When children get splinters… we hold them down, and root-out the damaging pieces— even if they scream, cry, and protest. We do so because we know it is what is best for them, and that the created pain will only be momentary….and then they will be free to return to their play. We know this, yet will ignore doing it for our own selves—both literally, and figuratively. It can sometimes be hard to recognize when we are avoiding it, especially when we have created a tangle of justifications to block our view. A good indicator…is when it continues to surface, even when we have previously convinced ourselves that it was fine, or even resolved. When we lie to ourselves, or do things that do not align with us…. our core self/ soul knows it, and will continue to prod, and push at us. That unease will remain, and molder…. no matter what we do to shove it down, and ignore it. The moments where we succeed at convincing ourselves things are fine, or even great…. will only be temporary and not hold—-because it is false, and not true.

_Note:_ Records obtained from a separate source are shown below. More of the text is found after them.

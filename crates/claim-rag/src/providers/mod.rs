//! Provider abstractions for embeddings and the decision model
//!
//! Trait objects let the engine run against local or remote backends and
//! against substitutes in tests.

pub mod embedding;
pub mod llm;
pub mod ollama;
pub mod openrouter;

pub use embedding::EmbeddingProvider;
pub use llm::{create_llm, LlmProvider};
pub use ollama::OllamaLlm;
pub use openrouter::OpenRouterLlm;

In order to relieve ourselves of a harmful splinter, we have to face some initial pain. The same truth applies when we have to free ourselves from deeper internal issues, and mistakes. However, once we make those choices, and are honest with ourselves (even when it is painful and difficult to do), we often feel a massive weight lifted from within us. That is how we know that we truly are making the right choice. We feel the peace that results when our soul is finally completely relieved of what was wrong, and not only hurting it….. but crippling it. Thus, it is important for us to strive for self-honesty, and to face the difficult things. Doing so frees us, spares others… and steers us in the direction that is true to ourselves.
This is very keenly written and quite true. It’s beautiful and concise. I will share it and invite my associates to apply it to themselves personally and in regard to business, if that’s okay.
Thank you, Chris! I really appreciate the feedback! And yes, feel free to share. It does apply to all types of situations….last week I realized that I needed to follow my own advice, and address something that I had been avoiding for too long. It was not easy or comfortable, but I am now feeling relief due to no-longer having the lingering issue.